The single-date calendar is a constant reminder of the day, its significance in the narrative and in the lives of these two women. It also brings out the typical attempt of a bourgeois household in a contemporary urban metro to make life stand still.

Carrying the argument further, it symbolises Aditi’s emotional stasis, though in terms of attainment she has proved her worth.

One will discover that her choice of medicine as a career was not an independent one. On one hand it is a conscious and deliberate defiance of her mother. On the other, it is the sense of personal commitment she feels she owes her dead father, also a doctor.

And beneath the surface of a medical career is her craving to belong, to hold on to a romantic relationship which, considering her boyfriend’s casual attitude to it, is probably a stillborn one.

The economic significance of the relationship between Aditi and Sarojini is brought out when her mother tells her that it was she who made the major financial contribution to Aditi’s upbringing and her expensive medical education.

The flashbacks, narrated now from Sarojini’s point of view, unfold the same power relationships that exist between a husband and his wife, in a patriarchal order where the husband is the main breadwinner and the wife merely offers a complement in terms of income, if at all she does earn.
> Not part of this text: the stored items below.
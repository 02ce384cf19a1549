//! HTLC failure taxonomy and backward-path obfuscation.
//!
//! Failure reasons travel backward along the payment path as opaque
//! blobs.  Each hop layers a keystream over the blob, so only the origin
//! of the payment, which knows every hop's shared secret, can read the
//! failing hop's code.

use core::fmt;

use bitcoin::hashes::{sha256, Hash, HashEngine};

/// The failing node could not parse the onion
pub const BADONION: u16 = 0x8000;
/// Retrying the same path will fail again
pub const PERM: u16 = 0x4000;
/// The failure concerns the node, not a specific channel
pub const NODE: u16 = 0x2000;
/// The failure carries a channel update the origin should apply
pub const UPDATE: u16 = 0x1000;

/// Failure reason blobs are padded to this length before obfuscation
pub const FAILURE_REASON_LEN: usize = 256;

/// Reason an HTLC could not be fulfilled
#[derive(Clone, Debug, PartialEq, Eq)]
pub enum FailureCode {
    /// The onion payload could not be parsed
    InvalidOnionPayload,
    /// The node is refusing temporarily
    TemporaryNodeFailure,
    /// The node is refusing permanently
    PermanentNodeFailure,
    /// The outgoing channel cannot carry the HTLC right now
    TemporaryChannelFailure,
    /// The outgoing channel is gone
    PermanentChannelFailure,
    /// There is no channel to the requested next peer
    UnknownNextPeer,
    /// The HTLC amount is below the outgoing channel's minimum
    AmountBelowMinimum,
    /// The forwarding fee is below the outgoing channel's policy
    FeeInsufficient,
    /// The outgoing CLTV leaves too little time to claim on-chain
    ExpiryTooSoon,
    /// The outgoing CLTV is too far in the future
    ExpiryTooFar,
    /// The CLTV delta is insufficient for the outgoing hop
    IncorrectCltvExpiry,
    /// A code this node does not recognize
    Unknown(u16),
}

impl FailureCode {
    /// The wire code with its flag bits
    pub fn code(&self) -> u16 {
        match self {
            FailureCode::InvalidOnionPayload => PERM | 22,
            FailureCode::TemporaryNodeFailure => NODE | 2,
            FailureCode::PermanentNodeFailure => PERM | NODE | 2,
            FailureCode::TemporaryChannelFailure => UPDATE | 7,
            FailureCode::PermanentChannelFailure => PERM | 8,
            FailureCode::UnknownNextPeer => PERM | 10,
            FailureCode::AmountBelowMinimum => UPDATE | 11,
            FailureCode::FeeInsufficient => UPDATE | 12,
            FailureCode::ExpiryTooSoon => UPDATE | 14,
            FailureCode::ExpiryTooFar => 21,
            FailureCode::IncorrectCltvExpiry => UPDATE | 13,
            FailureCode::Unknown(code) => *code,
        }
    }

    /// Decode a wire code
    pub fn from_code(code: u16) -> Self {
        match code {
            c if c == PERM | 22 => FailureCode::InvalidOnionPayload,
            c if c == NODE | 2 => FailureCode::TemporaryNodeFailure,
            c if c == PERM | NODE | 2 => FailureCode::PermanentNodeFailure,
            c if c == UPDATE | 7 => FailureCode::TemporaryChannelFailure,
            c if c == PERM | 8 => FailureCode::PermanentChannelFailure,
            c if c == PERM | 10 => FailureCode::UnknownNextPeer,
            c if c == UPDATE | 11 => FailureCode::AmountBelowMinimum,
            c if c == UPDATE | 12 => FailureCode::FeeInsufficient,
            c if c == UPDATE | 14 => FailureCode::ExpiryTooSoon,
            21 => FailureCode::ExpiryTooFar,
            c if c == UPDATE | 13 => FailureCode::IncorrectCltvExpiry,
            other => FailureCode::Unknown(other),
        }
    }

    /// True if the origin should not retry through this node
    pub fn is_permanent(&self) -> bool {
        self.code() & PERM != 0
    }
}

impl fmt::Display for FailureCode {
    fn fmt(&self, f: &mut fmt::Formatter) -> fmt::Result {
        write!(f, "{:?}(0x{:04x})", self, self.code())
    }
}

/// Encode a failure into a padded cleartext reason blob.
///
/// Layout is code, data length, data, zero padding to
/// [`FAILURE_REASON_LEN`].
pub fn encode_reason(code: &FailureCode, data: &[u8]) -> Vec<u8> {
    let mut reason = Vec::with_capacity(FAILURE_REASON_LEN);
    reason.extend_from_slice(&code.code().to_be_bytes());
    reason.extend_from_slice(&(data.len() as u16).to_be_bytes());
    reason.extend_from_slice(data);
    reason.resize(FAILURE_REASON_LEN, 0);
    reason
}

/// Decode a cleartext reason blob produced by [`encode_reason`]
pub fn decode_reason(reason: &[u8]) -> Option<(FailureCode, Vec<u8>)> {
    if reason.len() < 4 {
        return None;
    }
    let code = u16::from_be_bytes([reason[0], reason[1]]);
    let len = u16::from_be_bytes([reason[2], reason[3]]) as usize;
    if reason.len() < 4 + len {
        return None;
    }
    Some((FailureCode::from_code(code), reason[4..4 + len].to_vec()))
}

/// Layer one hop's keystream over a reason blob.
///
/// XOR with a hash-counter stream keyed by the hop's shared secret; the
/// operation is its own inverse, so the origin peels layers by applying
/// each hop's stream again in path order.
pub fn obfuscate_reason(shared_secret: &[u8; 32], reason: &mut [u8]) {
    let mut offset = 0usize;
    let mut counter = 0u64;
    while offset < reason.len() {
        let mut engine = sha256::Hash::engine();
        engine.input(shared_secret);
        engine.input(&counter.to_be_bytes());
        let block = sha256::Hash::from_engine(engine).to_byte_array();
        for (byte, key) in reason[offset..].iter_mut().zip(block.iter()) {
            *byte ^= key;
        }
        offset += block.len();
        counter += 1;
    }
}

#[cfg(test)]
mod tests {
    use super::*;

    #[test]
    fn code_flags_test() {
        assert_eq!(FailureCode::TemporaryChannelFailure.code(), 0x1007);
        assert_eq!(FailureCode::UnknownNextPeer.code(), 0x400a);
        assert_eq!(FailureCode::PermanentNodeFailure.code(), 0x6002);
        assert!(FailureCode::UnknownNextPeer.is_permanent());
        assert!(!FailureCode::TemporaryChannelFailure.is_permanent());
    }

    #[test]
    fn reason_roundtrip_test() {
        let reason = encode_reason(&FailureCode::AmountBelowMinimum, b"update-blob");
        assert_eq!(reason.len(), FAILURE_REASON_LEN);
        let (code, data) = decode_reason(&reason).unwrap();
        assert_eq!(code, FailureCode::AmountBelowMinimum);
        assert_eq!(data, b"update-blob");
    }

    #[test]
    fn obfuscation_is_involution_test() {
        let secret = [7u8; 32];
        let mut reason = encode_reason(&FailureCode::TemporaryNodeFailure, &[]);
        let clear = reason.clone();
        obfuscate_reason(&secret, &mut reason);
        assert_ne!(reason, clear);
        obfuscate_reason(&secret, &mut reason);
        assert_eq!(reason, clear);
    }

    #[test]
    fn layered_obfuscation_peels_in_order_test() {
        let hop1 = [1u8; 32];
        let hop2 = [2u8; 32];
        let mut reason = encode_reason(&FailureCode::UnknownNextPeer, &[]);
        let clear = reason.clone();
        // failing hop obfuscates, then the hop before it layers again
        obfuscate_reason(&hop2, &mut reason);
        obfuscate_reason(&hop1, &mut reason);
        // origin peels in path order
        obfuscate_reason(&hop1, &mut reason);
        obfuscate_reason(&hop2, &mut reason);
        assert_eq!(reason, clear);
    }
}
This highlights the fact that even with a significant financial contribution, the urban, enlightened, Indian woman is not free from the patriarchal power base in the family.

Unishe April does offer a feminist reading of the filmic text. It also opens up possibilities of a strong Marxist reading of the film.

It sheds light on the dual reproductive responsibilities of the woman, who reproduces labour for the next generation (the daughter who becomes a doctor, an economically productive human being). And who also supports labour (by making it possible for her husband to pursue his medical practice) in the present generation through the economically unrewarded and unrecognised housework and home management.

Sarojini also has a third dimension to her contribution: she herself is a major financial contributor to the household expenses. For her troubles and her struggles, all she receives is her daughter's total condemnation of her and of all that she stands for.

The only sop is the dramatic irony (melodrama?) in the shape of the Sangeet Natak Akademi Award she receives on the anniversary of her husband’s death.

The best significance of the film lies in the fact that Ghosh makes no pretence of sanctifying the institution of motherhood, or of exalting its ideal, while punishing and humiliating the individual women who participate in it.